There are a couple of different ways we can deploy Dockerized apps to Heroku, but I like heroku.yml, because, like docker-compose.yml, it has all the app configs and commands in one place. Heroku has a good introduction to how it all works, but for our purposes, we only need the following:

build:
  docker:
    web: Dockerfile
run:
  web: python3 backend/manage.py runserver 0.0.0.0:$PORT

We also need to run heroku stack:set container in the terminal to tell our Heroku app to use Docker rather than one of Heroku’s language-specific build packs. Now, deploying is as easy as running git push heroku master (if you’re on the master branch; otherwise, run git push heroku <your branch>:master).

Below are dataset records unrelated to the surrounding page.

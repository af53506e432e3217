use criterion::*;
use rand::{Rng, SeedableRng};
use rand_chacha::ChaChaRng;

use rvcm::com::*;

criterion_group!(coeff, bench_sig_ctx_32x32, bench_init_subblock_64x64);
criterion_group!(merge, bench_mmvd_resolve);
criterion_main!(coeff, merge);

fn new_coeffs(ra: &mut ChaChaRng, n: usize) -> Vec<TCoeff> {
    (0..n)
        .map(|_| {
            if ra.gen_range(0, 4) == 0 {
                ra.gen_range(-8, 9)
            } else {
                0
            }
        })
        .collect()
}

fn new_cctx(w: u32, h: u32) -> CoeffCodingContext {
    let params = CoeffCodingParams {
        comp_id: ComponentId::Y,
        sign_hiding: true,
        trafo_bypass: false,
        bdpcm: false,
        extended_precision: false,
        max_log2_tr_dynamic_range: 15,
        scan_type: CoeffScanType::SCAN_DIAG,
    };
    CoeffCodingContext::new(&BlockGeometry::new(w, h).unwrap(), &params)
}

fn bench_sig_ctx_32x32(c: &mut Criterion) {
    let mut ra = ChaChaRng::from_seed([0; 32]);
    let coeff = new_coeffs(&mut ra, 32 * 32);
    let mut cctx = new_cctx(32, 32);

    c.bench_function("sig_ctx_32x32", |b| {
        b.iter(|| {
            let mut state = 0;
            for pos in (0..32 * 32).rev() {
                let ctx = cctx.sig_ctx_id_abs(pos, &coeff, state);
                let offset = cctx.ctx_offset_abs();
                state = ((ctx + offset as u32) & 3) as i32;
                black_box(cctx.greater1_ctx_id_abs(offset));
            }
        })
    });
}

fn bench_init_subblock_64x64(c: &mut Criterion) {
    let mut ra = ChaChaRng::from_seed([0; 32]);
    let flags: Vec<bool> = (0..64).map(|_| ra.gen()).collect();

    c.bench_function("init_subblock_64x64", |b| {
        b.iter(|| {
            let mut cctx = new_cctx(64, 64);
            for i in (0..cctx.num_groups()).rev() {
                cctx.init_subblock(i, flags[i]);
                black_box(cctx.sig_group_ctx_id());
            }
        })
    });
}

fn bench_mmvd_resolve(c: &mut Criterion) {
    let mut ctx = MergeCtx::new();
    ctx.push_candidate(
        INTER_DIR_BI,
        [
            MvField::new(Mv::new(12, -4), 0),
            MvField::new(Mv::new(-8, 20), 0),
        ],
        MergeType::MRG_TYPE_DEFAULT_N,
        GBI_DEFAULT,
    )
    .unwrap();
    ctx.push_candidate(
        INTER_DIR_L0,
        [MvField::new(Mv::new(3, 3), 1), MvField::default()],
        MergeType::MRG_TYPE_DEFAULT_N,
        GBI_DEFAULT,
    )
    .unwrap();
    ctx.derive_mmvd_base_mv();

    let mut slice = SliceContext::new(8);
    slice.set_ref(REF_PIC_LIST_0, 0, 4, false).unwrap();
    slice.set_ref(REF_PIC_LIST_0, 1, 0, false).unwrap();
    slice.set_ref(REF_PIC_LIST_1, 0, 16, false).unwrap();

    c.bench_function("mmvd_resolve", |b| {
        b.iter(|| {
            let mut pu = PredictionUnit::new(Size {
                width: 16,
                height: 16,
            });
            for idx in 0..MMVD_ADD_NUM {
                ctx.set_mmvd_merge_cand_info(&mut pu, idx, &slice, &SmallBlockBiPredRestriction);
                black_box(&pu);
            }
        })
    });
}
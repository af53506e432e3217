use assert_cmd::Command;

fn stdout_of(args: &[&str]) -> String {
    let out = Command::cargo_bin("rvcmdump")
        .unwrap()
        .args(args)
        .assert()
        .success()
        .get_output()
        .stdout
        .clone();
    String::from_utf8(out).unwrap()
}

#[test]
fn mmvd_index_is_decomposed() {
    assert_eq!(
        stdout_of(&["mmvd", "39"]),
        "base 1 step 1 position 3 offset (0,-8)\n"
    );
    assert_eq!(
        stdout_of(&["mmvd", "1", "--no-frac"]),
        "base 0 step 0 position 1 offset (-16,0)\n"
    );
}

#[test]
fn mmvd_index_out_of_range_fails() {
    Command::cargo_bin("rvcmdump")
        .unwrap()
        .args(&["mmvd", "64"])
        .assert()
        .failure();
}

#[test]
fn coeff_layout_of_luma_block() {
    let out = stdout_of(&["coeff", "--width", "8", "--height", "4"]);
    let mut lines = out.lines();
    assert_eq!(lines.next(), Some("block 8x4 Y SCAN_DIAG"));
    assert_eq!(lines.next(), Some("cg 4x4, grid 2x1"));
    assert_eq!(lines.next(), Some("last x: offset 3 shift 1 max 5"));
    assert_eq!(lines.next(), Some("last y: offset 0 shift 0 max 3"));
    assert_eq!(
        lines.next(),
        Some("cg 0 (0,0): 0 8 1 16 9 2 24 17 10 3 25 18 11 26 19 27")
    );
    assert_eq!(
        lines.next(),
        Some("cg 1 (1,0): 4 12 5 20 13 6 28 21 14 7 29 22 15 30 23 31")
    );
    assert_eq!(lines.next(), None);
}

#[test]
fn unsupported_block_size_fails() {
    Command::cargo_bin("rvcmdump")
        .unwrap()
        .args(&["coeff", "--width", "12", "--height", "4"])
        .assert()
        .failure();
}

#[test]
fn ctx_layout_ends_with_total() {
    let out = stdout_of(&["ctx"]);
    assert!(out.starts_with("split_flag"));
    assert!(out.lines().last().unwrap().starts_with("total "));
}
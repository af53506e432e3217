use super::tbl::*;
use super::*;

/// One entry of a scan table: raster index plus its coordinates.
#[derive(Debug, Default, PartialEq, Eq, Clone, Copy)]
pub struct ScanElement {
    pub idx: u32,
    pub x: u16,
    pub y: u16,
}

#[allow(non_camel_case_types)]
#[derive(Debug, PartialEq, Eq, Clone, Copy)]
pub enum ScanGrouping {
    /* plain scan over a w x h grid */
    SCAN_UNGROUPED = 0,
    /* coefficient groups in scan order, coefficients in scan order inside each group */
    SCAN_GROUPED_4x4 = 1,
}

const NUM_SCAN_SIZES: usize = MAX_TB_LOG2 as usize + 1;

/// Walks a `block_width x block_height` grid in the given scan order, emitting
/// raster indices with the given stride.
struct ScanGenerator {
    line: u32,
    column: u32,
    block_width: u32,
    block_height: u32,
    stride: u32,
    scan_type: CoeffScanType,
}

impl ScanGenerator {
    fn new(block_width: u32, block_height: u32, stride: u32, scan_type: CoeffScanType) -> Self {
        ScanGenerator {
            line: 0,
            column: 0,
            block_width,
            block_height,
            stride,
            scan_type,
        }
    }

    fn current_x(&self) -> u32 {
        self.column
    }

    fn current_y(&self) -> u32 {
        self.line
    }

    fn next_index(&mut self, offset_x: u32, offset_y: u32) -> u32 {
        let rtn = (self.line + offset_y) * self.stride + self.column + offset_x;

        match self.scan_type {
            CoeffScanType::SCAN_DIAG => {
                if self.column == self.block_width - 1 || self.line == 0 {
                    // end of an anti-diagonal, start the next one on the left edge
                    self.line += self.column + 1;
                    self.column = 0;
                    if self.line >= self.block_height {
                        self.column += self.line - (self.block_height - 1);
                        self.line = self.block_height - 1;
                    }
                } else {
                    self.column += 1;
                    self.line -= 1;
                }
            }
            CoeffScanType::SCAN_HOR => {
                if self.column < self.block_width - 1 {
                    self.column += 1;
                } else {
                    self.line += 1;
                    self.column = 0;
                }
            }
            CoeffScanType::SCAN_VER => {
                if self.line < self.block_height - 1 {
                    self.line += 1;
                } else {
                    self.column += 1;
                    self.line = 0;
                }
            }
        }

        rtn
    }
}

fn element(raster: u32, width: u32) -> ScanElement {
    let y = raster / width;
    ScanElement {
        idx: raster,
        x: (raster - y * width) as u16,
        y: y as u16,
    }
}

fn build_ungrouped(scan_type: CoeffScanType, width: u32, height: u32) -> Box<[ScanElement]> {
    let total = width * height;
    let mut scan = ScanGenerator::new(width, height, width, scan_type);
    (0..total)
        .map(|_| element(scan.next_index(0, 0), width))
        .collect::<Vec<_>>()
        .into_boxed_slice()
}

fn build_grouped(scan_type: CoeffScanType, width: u32, height: u32) -> Box<[ScanElement]> {
    let log2w = util::CONV_LOG2(width) as usize;
    let log2h = util::CONV_LOG2(height) as usize;
    let [log2_cg_width, log2_cg_height] = LOG2_SBB_SIZE[log2w][log2h];
    let group_width = 1 << log2_cg_width;
    let group_height = 1 << log2_cg_height;
    let width_in_groups = width.min(ZERO_OUT_TH) >> log2_cg_width;
    let height_in_groups = height.min(ZERO_OUT_TH) >> log2_cg_height;
    let group_size = group_width * group_height;
    let total_groups = width_in_groups * height_in_groups;

    let total = (width * height) as usize;
    let mut table = Vec::with_capacity(total);
    let mut visited = vec![false; total];

    let mut full_block_scan = ScanGenerator::new(width_in_groups, height_in_groups, 0, scan_type);
    for _ in 0..total_groups {
        let group_offset_x = full_block_scan.current_x() * group_width;
        let group_offset_y = full_block_scan.current_y() * group_height;

        let mut group_scan = ScanGenerator::new(group_width, group_height, width, scan_type);
        for _ in 0..group_size {
            let raster = group_scan.next_index(group_offset_x, group_offset_y);
            visited[raster as usize] = true;
            table.push(element(raster, width));
        }

        full_block_scan.next_index(0, 0);
    }

    // zeroed-out region, never reached by the residual syntax
    for raster in 0..total {
        if !visited[raster] {
            table.push(element(raster as u32, width));
        }
    }

    table.into_boxed_slice()
}

lazy_static! {
    static ref SCAN_ORDER: Vec<Box<[ScanElement]>> = {
        let types = [
            CoeffScanType::SCAN_DIAG,
            CoeffScanType::SCAN_HOR,
            CoeffScanType::SCAN_VER,
        ];
        let mut tables =
            Vec::with_capacity(2 * SCAN_NUMBER_OF_TYPES * NUM_SCAN_SIZES * NUM_SCAN_SIZES);
        for &grouping in [ScanGrouping::SCAN_UNGROUPED, ScanGrouping::SCAN_GROUPED_4x4].iter() {
            for &scan_type in types.iter() {
                for log2w in 0..NUM_SCAN_SIZES {
                    for log2h in 0..NUM_SCAN_SIZES {
                        let (w, h) = (1 << log2w, 1 << log2h);
                        tables.push(match grouping {
                            ScanGrouping::SCAN_UNGROUPED => build_ungrouped(scan_type, w, h),
                            ScanGrouping::SCAN_GROUPED_4x4 => build_grouped(scan_type, w, h),
                        });
                    }
                }
            }
        }
        tables
    };
}

/// Returns the scan table for a `(1 << log2_width) x (1 << log2_height)` grid.
pub fn scan_order(
    grouping: ScanGrouping,
    scan_type: CoeffScanType,
    log2_width: u32,
    log2_height: u32,
) -> &'static [ScanElement] {
    assert!(
        (log2_width as usize) < NUM_SCAN_SIZES && (log2_height as usize) < NUM_SCAN_SIZES,
        "no scan table for log2 size {}x{}",
        log2_width,
        log2_height
    );
    let idx = (((grouping as usize) * SCAN_NUMBER_OF_TYPES + scan_type as usize) * NUM_SCAN_SIZES
        + log2_width as usize)
        * NUM_SCAN_SIZES
        + log2_height as usize;
    &SCAN_ORDER[idx]
}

Once Heroku is finished building our image and deploying, we can open a browser to <your app name>.herokuapp.com and count characters on the CLOOOOOUUUUUD!!!

Summary

Conceptually, putting the frontend and backend together into a single app that we can deploy to Heroku is very simple, but there are so many little gotchas in the configurations and file structure (not to mention the lack of meaningful error messages whenever one makes a mistake) that I found it devilishly difficult to get it all working. Even going through this process a second time while writing this tutorial, I forgot something here, added the wrong thing there, and spent hours trying to remember how I got it working the first time around, and what terrible sin I might have committed to cause the coding gods to punish me now.

But here we are, having just accomplished the following:

  • Configure environment-specific settings for Django.
  • Set up WhiteNoise to serve static assets in production.
  • Create a production Dockerfile that includes frontend and backend code and dependencies.
  • Create a Heroku app and deploy our code to it using heroku.yml and the container stack.